Sorry for the delay in replying.  I think your idea for an external field 
storage mechanism is excellent.  I'd love to see it, and if I can, will be 
willing to help make that happen.

Regards,

Terry
  - Original Message - 
  From: Kevin A. Burton 
  To: Lucene Users List 
  Sent: Sunday, November 07, 2004 4:47 PM
  Subject: Lucene external field storage contribution.


  About 3 months ago I developed a external storage engine which ties into 
  lucene. 

  I'd like to discuss making a contribution so that this is integrated 
  into a future version of Lucene.

  I'm going to paste my original PROPOSAL in this email. 

  There wasn't a ton of feedback first time around but I figure squeaky 
  wheel gets the grease...


  
  
   I created this proposal because we need this fixed at work. I want to 
   go ahead and work on a vertical fix for our version of lucene and then 
   submit this back to Jakarta.
   There seems to be a lot of interest here and I wanted to get feedback 
   from the list before moving forward ...
  
   Should I put this in the wiki?!
  
   Kevin
  
   ** OVERVIEW **
  
   Currently Lucene supports 'stored fields; where the content of these 
   fields are
   kept within the lucene index for use in the future.
  
   While acceptable for small indexes, larger amounts of stored fields 
   prevent:
  
   - Fast index merges since the full content has to be continually merged.
  
   - Storing the indexes in memory (since a LOT of memory would be 
   required and
   this is cost prohibitive)
  
   - Fast queries since block caching can't be used on the index data.
  
   For example in our current setup our index size is 20G.  Nearly 90% of 
   this is
   content.  If we could store the content outside of Lucene our merges and
   searches would be MUCH faster.  If we could store the index in MEMORY 
   this could
   be orders of magnitude faster.
  
   ** PROPOSAL **
  
   Provide an external field storage mechanism which supports legacy indexes
   without modification.  Content is stored in a content segment. The only
   changes would be a field with 3(or 4 if checksum enabled) values.
  
   - CS_SEGMENT
  
 Logical ID of the content segment.  This is an integer value.  
   There is
 a global Lucene property named CS_ROOT which stores all the 
   content.
 The segments are just flat files with pointers.  Segments are 
   broken
 into logical pieces by time and size.  Usually 100M of content 
   would be
 in one segment.
  
   - CS_OFFSET
  
 The byte offset of the field.
  
   - CS_LENGTH
  
 The length of the field.
  
   - CS_CHECKSUM
  
 Optional checksum to verify that the content is correct when 
   fetched
 from the index.
  
   - The field value here would be exactly 'N:O:L' where N is the segment 
   number,
 O is the offset, and L is the length.  O and L are 64bit values.  N 
   is a 32
 bit value (though 64bit wouldn't really hurt).
  
   This mechanism allows for the external storage of any named field.

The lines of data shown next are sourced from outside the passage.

//! Artifact type catalog.

use crate::core::ArtifactTemplate;
use crate::errors::ConfigurationError;
use serde::{Deserialize, Serialize};
use std::collections::HashMap;

/// A named artifact type with its path template.
#[derive(Debug, Clone, PartialEq, Eq, Serialize, Deserialize)]
pub struct ArtifactType {
    /// Type name referenced by slots (e.g. "resampled").
    pub name: String,
    /// Path template relative to the data root.
    pub template: ArtifactTemplate,
    /// Root artifacts exist before the run and are never produced by a stage.
    pub root: bool,
}

impl ArtifactType {
    /// Creates a produced artifact type.
    ///
    /// # Errors
    ///
    /// Returns an error if the template uses an unknown placeholder.
    pub fn new(name: impl Into<String>, template: &str) -> Result<Self, ConfigurationError> {
        Ok(Self {
            name: name.into(),
            template: ArtifactTemplate::parse(template)?,
            root: false,
        })
    }

    /// Creates a root artifact type.
    ///
    /// # Errors
    ///
    /// Returns an error if the template uses an unknown placeholder.
    pub fn root(name: impl Into<String>, template: &str) -> Result<Self, ConfigurationError> {
        Ok(Self {
            root: true,
            ..Self::new(name, template)?
        })
    }
}

/// The artifact types known to a registry, in insertion order.
#[derive(Debug, Clone, Default)]
pub struct ArtifactCatalog {
    types: HashMap<String, ArtifactType>,
    order: Vec<String>,
}

impl ArtifactCatalog {
    /// Creates an empty catalog.
    #[must_use]
    pub fn new() -> Self {
        Self::default()
    }

    /// Adds or replaces an artifact type.
    pub fn insert(&mut self, artifact_type: ArtifactType) {
        if !self.types.contains_key(&artifact_type.name) {
            self.order.push(artifact_type.name.clone());
        }
        self.types.insert(artifact_type.name.clone(), artifact_type);
    }

    /// Adds an artifact type, builder style.
    #[must_use]
    pub fn with(mut self, artifact_type: ArtifactType) -> Self {
        self.insert(artifact_type);
        self
    }

    /// Looks up a type by name.
    #[must_use]
    pub fn get(&self, name: &str) -> Option<&ArtifactType> {
        self.types.get(name)
    }

    /// Iterates types in insertion order.
    pub fn iter(&self) -> impl Iterator<Item = &ArtifactType> {
        self.order.iter().filter_map(|name| self.types.get(name))
    }

    /// Iterates root types in insertion order.
    pub fn roots(&self) -> impl Iterator<Item = &ArtifactType> {
        self.iter().filter(|t| t.root)
    }

    /// Returns the number of types.
    #[must_use]
    pub fn len(&self) -> usize {
        self.types.len()
    }

    /// Returns true if the catalog is empty.
    #[must_use]
    pub fn is_empty(&self) -> bool {
        self.types.is_empty()
    }
}

#[cfg(test)]
mod tests {
    use super::*;

    #[test]
    fn test_catalog_preserves_order_and_roots() {
        let catalog = ArtifactCatalog::new()
            .with(ArtifactType::root("raw-exposure", "raw/{name}.fits").unwrap())
            .with(ArtifactType::new("resampled", "resampled/{name}.p").unwrap())
            .with(ArtifactType::root("raw-table", "tables/raw.csv").unwrap());

        let names: Vec<&str> = catalog.iter().map(|t| t.name.as_str()).collect();
        assert_eq!(names, ["raw-exposure", "resampled", "raw-table"]);
        let roots: Vec<&str> = catalog.roots().map(|t| t.name.as_str()).collect();
        assert_eq!(roots, ["raw-exposure", "raw-table"]);
    }

    #[test]
    fn test_replacing_keeps_position() {
        let mut catalog = ArtifactCatalog::new()
            .with(ArtifactType::new("a", "a.p").unwrap())
            .with(ArtifactType::new("b", "b.p").unwrap());
        catalog.insert(ArtifactType::new("a", "other/a.p").unwrap());

        assert_eq!(catalog.len(), 2);
        assert_eq!(catalog.iter().next().unwrap().template.as_str(), "other/a.p");
    }
}
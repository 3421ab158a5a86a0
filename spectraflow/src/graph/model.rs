//! Instance graph data model.

use crate::core::{Artifact, Bindings, EdgeKind};
use crate::registry::InputSlot;
use serde::{Deserialize, Serialize};
use sha2::{Digest, Sha256};
use std::collections::{BTreeMap, BTreeSet};
use std::fmt;

/// Index of an instance within its graph.
#[derive(Debug, Clone, Copy, PartialEq, Eq, PartialOrd, Ord, Hash, Serialize, Deserialize)]
#[serde(transparent)]
pub struct InstanceId(pub usize);

impl fmt::Display for InstanceId {
    fn fmt(&self, f: &mut fmt::Formatter<'_>) -> fmt::Result {
        write!(f, "#{}", self.0)
    }
}

/// Where a bound artifact comes from.
#[derive(Debug, Clone, Copy, PartialEq, Eq, Hash, Serialize, Deserialize)]
#[serde(rename_all = "snake_case")]
pub enum Producer {
    /// Present before the run.
    Root,
    /// Output of another instance.
    Instance(InstanceId),
}

/// An artifact bound to an input slot.
#[derive(Debug, Clone, PartialEq, Eq, Serialize, Deserialize)]
pub struct BoundArtifact {
    /// The artifact.
    pub artifact: Artifact,
    /// Its producer.
    pub producer: Producer,
}

/// What an input slot resolved to.
#[derive(Debug, Clone, PartialEq, Eq, Serialize, Deserialize)]
#[serde(tag = "state", content = "artifacts", rename_all = "snake_case")]
pub enum SlotBinding {
    /// Exactly one artifact.
    Single(BoundArtifact),
    /// An ordered set of artifacts (collection slots).
    Collection(Vec<BoundArtifact>),
    /// Optional slot with no producer.
    Absent,
    /// Required slot that could not be bound.
    Unbound,
}

impl SlotBinding {
    /// Returns the bound artifacts, in order.
    #[must_use]
    pub fn artifacts(&self) -> Vec<&BoundArtifact> {
        match self {
            Self::Single(bound) => vec![bound],
            Self::Collection(bound) => bound.iter().collect(),
            Self::Absent | Self::Unbound => Vec::new(),
        }
    }
}

/// An input slot together with its binding.
#[derive(Debug, Clone, PartialEq, Eq, Serialize, Deserialize)]
pub struct BoundSlot {
    /// The declared slot.
    pub slot: InputSlot,
    /// The resolved binding.
    pub binding: SlotBinding,
}

/// Why an instance cannot be scheduled.
#[derive(Debug, Clone, PartialEq, Eq, Serialize, Deserialize)]
#[serde(tag = "reason", rename_all = "snake_case")]
pub enum UnresolvedReason {
    /// No producer exists for a required slot.
    MissingProducer {
        /// Slot name.
        slot: String,
        /// Expected artifact type.
        artifact_type: String,
    },
    /// A required collection is only partially produced.
    PartialCollection {
        /// Slot name.
        slot: String,
        /// Expected artifact type.
        artifact_type: String,
        /// Paths with no producer.
        missing: Vec<String>,
    },
    /// A required producer is itself unresolvable.
    UnresolvableProducer {
        /// Slot name.
        slot: String,
        /// Producer instance key.
        producer: String,
    },
}

impl fmt::Display for UnresolvedReason {
    fn fmt(&self, f: &mut fmt::Formatter<'_>) -> fmt::Result {
        match self {
            Self::MissingProducer { slot, artifact_type } => {
                write!(f, "slot '{slot}' has no producer of '{artifact_type}'")
            }
            Self::PartialCollection {
                slot,
                artifact_type,
                missing,
            } => write!(
                f,
                "slot '{slot}' is missing {} '{artifact_type}' artifact(s): {}",
                missing.len(),
                missing.join(", ")
            ),
            Self::UnresolvableProducer { slot, producer } => {
                write!(f, "slot '{slot}' depends on unresolvable '{producer}'")
            }
        }
    }
}

/// Whether an instance can be scheduled.
#[derive(Debug, Clone, Default, PartialEq, Eq, Serialize, Deserialize)]
#[serde(tag = "state", content = "reasons", rename_all = "snake_case")]
pub enum Resolution {
    /// Every required slot is bound to a resolvable producer.
    #[default]
    Resolvable,
    /// The instance is excluded from scheduling.
    Unresolvable(Vec<UnresolvedReason>),
}

impl Resolution {
    /// Returns true if the instance can be scheduled.
    #[must_use]
    pub fn is_resolvable(&self) -> bool {
        matches!(self, Self::Resolvable)
    }

    /// Returns the reasons, empty when resolvable.
    #[must_use]
    pub fn reasons(&self) -> &[UnresolvedReason] {
        match self {
            Self::Resolvable => &[],
            Self::Unresolvable(reasons) => reasons,
        }
    }
}

/// A stage definition bound to concrete parameter values.
#[derive(Debug, Clone, PartialEq, Eq, Serialize, Deserialize)]
pub struct StageInstance {
    /// Index in the graph.
    pub id: InstanceId,
    /// Stage definition name.
    pub stage: String,
    /// Execution contract.
    pub contract: String,
    /// Scope bindings.
    pub bindings: Bindings,
    /// Input slots in declaration order.
    pub inputs: Vec<BoundSlot>,
    /// Output artifacts by slot.
    pub outputs: BTreeMap<String, Artifact>,
    /// Whether the instance can be scheduled.
    pub resolution: Resolution,
}

impl StageInstance {
    /// Returns the display key, e.g. `reinterpolate[name=e1]`.
    #[must_use]
    pub fn key(&self) -> String {
        instance_key(&self.stage, &self.bindings)
    }

    /// Returns the bound slot with the given name.
    #[must_use]
    pub fn input(&self, slot: &str) -> Option<&BoundSlot> {
        self.inputs.iter().find(|s| s.slot.slot == slot)
    }
}

/// Renders an instance key from a stage name and bindings.
#[must_use]
pub fn instance_key(stage: &str, bindings: &Bindings) -> String {
    if bindings.is_empty() {
        stage.to_string()
    } else {
        format!("{stage}[{bindings}]")
    }
}

/// Extends a set of unresolvable instances along required edges.
///
/// Each instance reached only through a required producer gets a single
/// [`UnresolvedReason::UnresolvableProducer`] naming the first such producer
/// in edge order.
pub(crate) fn unresolvable_closure(
    instances: &[StageInstance],
    edges: &[DependencyEdge],
    mut unresolved: BTreeMap<InstanceId, Vec<UnresolvedReason>>,
) -> BTreeMap<InstanceId, Vec<UnresolvedReason>> {
    loop {
        let mut added = false;
        for edge in edges.iter().filter(|e| e.kind == EdgeKind::Required) {
            if !unresolved.contains_key(&edge.producer) || unresolved.contains_key(&edge.consumer) {
                continue;
            }
            let producer = instances
                .get(edge.producer.0)
                .map_or_else(|| edge.producer.to_string(), StageInstance::key);
            unresolved.insert(
                edge.consumer,
                vec![UnresolvedReason::UnresolvableProducer {
                    slot: edge.slot.clone(),
                    producer,
                }],
            );
            added = true;
        }
        if !added {
            return unresolved;
        }
    }
}

/// A producer to consumer dependency.
#[derive(Debug, Clone, PartialEq, Eq, Serialize, Deserialize)]
pub struct DependencyEdge {
    /// Producing instance.
    pub producer: InstanceId,
    /// Consuming instance.
    pub consumer: InstanceId,
    /// Consumer slot.
    pub slot: String,
    /// Artifact flowing along the edge.
    pub artifact: Artifact,
    /// Required or optional.
    pub kind: EdgeKind,
}

/// The expanded, immutable instance graph for one run.
#[derive(Debug, Clone, Default)]
pub struct InstanceGraph {
    instances: Vec<StageInstance>,
    edges: Vec<DependencyEdge>,
    root_artifacts: Vec<Artifact>,
    incoming: Vec<Vec<usize>>,
    outgoing: Vec<Vec<usize>>,
}

impl InstanceGraph {
    /// Assembles a graph and indexes its edges.
    #[must_use]
    pub fn new(
        instances: Vec<StageInstance>,
        edges: Vec<DependencyEdge>,
        root_artifacts: Vec<Artifact>,
    ) -> Self {
        let mut incoming = vec![Vec::new(); instances.len()];
        let mut outgoing = vec![Vec::new(); instances.len()];
        for (index, edge) in edges.iter().enumerate() {
            if let Some(list) = incoming.get_mut(edge.consumer.0) {
                list.push(index);
            }
            if let Some(list) = outgoing.get_mut(edge.producer.0) {
                list.push(index);
            }
        }
        Self {
            instances,
            edges,
            root_artifacts,
            incoming,
            outgoing,
        }
    }

    /// All instances, indexed by [`InstanceId`].
    #[must_use]
    pub fn instances(&self) -> &[StageInstance] {
        &self.instances
    }

    /// Looks up an instance.
    #[must_use]
    pub fn instance(&self, id: InstanceId) -> Option<&StageInstance> {
        self.instances.get(id.0)
    }

    /// All edges.
    #[must_use]
    pub fn edges(&self) -> &[DependencyEdge] {
        &self.edges
    }

    /// Artifacts present before the run.
    #[must_use]
    pub fn root_artifacts(&self) -> &[Artifact] {
        &self.root_artifacts
    }

    /// Edges into an instance.
    pub fn incoming(&self, id: InstanceId) -> impl Iterator<Item = &DependencyEdge> {
        self.incoming
            .get(id.0)
            .into_iter()
            .flatten()
            .filter_map(|&i| self.edges.get(i))
    }

    /// Edges out of an instance.
    pub fn outgoing(&self, id: InstanceId) -> impl Iterator<Item = &DependencyEdge> {
        self.outgoing
            .get(id.0)
            .into_iter()
            .flatten()
            .filter_map(|&i| self.edges.get(i))
    }

    /// Instances of one stage definition.
    #[must_use]
    pub fn instances_of(&self, stage: &str) -> Vec<&StageInstance> {
        self.instances.iter().filter(|i| i.stage == stage).collect()
    }

    /// Finds an instance by key.
    #[must_use]
    pub fn find(&self, key: &str) -> Option<&StageInstance> {
        self.instances.iter().find(|i| i.key() == key)
    }

    /// Distinct producers along required edges into `id`.
    #[must_use]
    pub fn required_producers(&self, id: InstanceId) -> BTreeSet<InstanceId> {
        self.incoming(id)
            .filter(|e| e.kind == EdgeKind::Required)
            .map(|e| e.producer)
            .collect()
    }

    /// Instances reachable from `id` along required edges, excluding `id`.
    #[must_use]
    pub fn required_dependents(&self, id: InstanceId) -> BTreeSet<InstanceId> {
        let mut seen = BTreeSet::new();
        let mut stack = vec![id];
        while let Some(current) = stack.pop() {
            for edge in self.outgoing(current) {
                if edge.kind == EdgeKind::Required && edge.consumer != id && seen.insert(edge.consumer) {
                    stack.push(edge.consumer);
                }
            }
        }
        seen
    }

    /// Number of instances.
    #[must_use]
    pub fn len(&self) -> usize {
        self.instances.len()
    }

    /// Returns true if the graph has no instances.
    #[must_use]
    pub fn is_empty(&self) -> bool {
        self.instances.is_empty()
    }

    /// Returns a sha256 digest over instance keys and edges.
    ///
    /// Two graphs built from the same registry and domain share a
    /// fingerprint.
    #[must_use]
    pub fn fingerprint(&self) -> String {
        let mut hasher = Sha256::new();
        for instance in &self.instances {
            hasher.update(instance.key().as_bytes());
            hasher.update(b"\n");
        }
        for edge in &self.edges {
            let producer = self.instance(edge.producer).map(StageInstance::key).unwrap_or_default();
            let consumer = self.instance(edge.consumer).map(StageInstance::key).unwrap_or_default();
            hasher.update(
                format!(
                    "{producer} -> {consumer}.{} {} {}\n",
                    edge.slot, edge.kind, edge.artifact.relative_path
                )
                .as_bytes(),
            );
        }
        hex::encode(hasher.finalize())
    }
}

   CS_OFFSET, and CS_LENGTH allow use with RandomAccessFile and new NIO 
   code for
   efficient content lookup.  (Though filehandle caching should probably 
   be used).
  
   Since content is broken into logical 100M segments the underlying 
   filesystem can
   orgnize the file into contiguous blocks for efficient non-fragmented 
   lookup.
  
   File manipulation is easy and indexes can be merged by simply 
   concatenating the
   second file to the end of the first.  (Though the segment, offset, and 
   length
   need to be updated).  (FIXME: I think I need to think about this more 
   since I
   will have  100M per syncs)
  
   Supporting full unicode is important.  Full java.lang.String storage 
   is used
   with String.getBytes() so we should be able to avoid unicode issues.  
   If Java
   has a correct java.lang.String representation it's possible easily add 
   unicode
   support just by serializing the byte representation. (Note that the 
   JDK says
   that the DEFAULT system char encoding is used so if this is ever 
   changed it
   might break the index)
  
   While Linux and modern versions of Windows (not sure about OSX) 
   support 64bit
   filesystems the 4G storage boundary of 32bit filesystems (ext2 is an 
   example)
   are an issue.  Using smaller indexes can prevent this but eventually 
   segment
   lookup in the filesystem will be slow.  This will only happen within 
   terabyte
   storage systems so hopefully the developer has migrated to another 
   (modern)
   filesystem such as XFS.
  
   ** FEATURES **
  
 - Must be able to replicate indexes easily to other hosts.
  
 - Adding content to the index must be CHEAP
  
 - Deletes need to be cheap (these are cheap for older content.  Just 
   discard
   older indexes)
  
 - Filesystem needs to be able to optimize storage
  
 - Must support UNICODE and binary content (images

Re: Lucene external field storage contribution

2004-11-08 Thread Miles Barr
 On Sun, 07 Nov 2004 13:51:23, Kevin A. Burton wrote:
 About 3 months ago I developed a external storage engine which ties
 into lucene. 
  
 I'd like to discuss making a contribution so that this is integrated
 into a future version of Lucene.
  
 I'm going to paste my original PROPOSAL in this email. 
  
 There wasn't a ton of feedback first time around but I figure squeaky
 wheel gets the grease...

I'd be interested in this type of functionality. Could you raise an
issue in bugzilla so it's easier to track?


Cheers,
-- 
Miles Barr [EMAIL PROTECTED]
Runtime Collective


-
To unsubscribe, e-mail: [EMAIL PROTECTED]
For additional commands, e-mail: [EMAIL PROTECTED]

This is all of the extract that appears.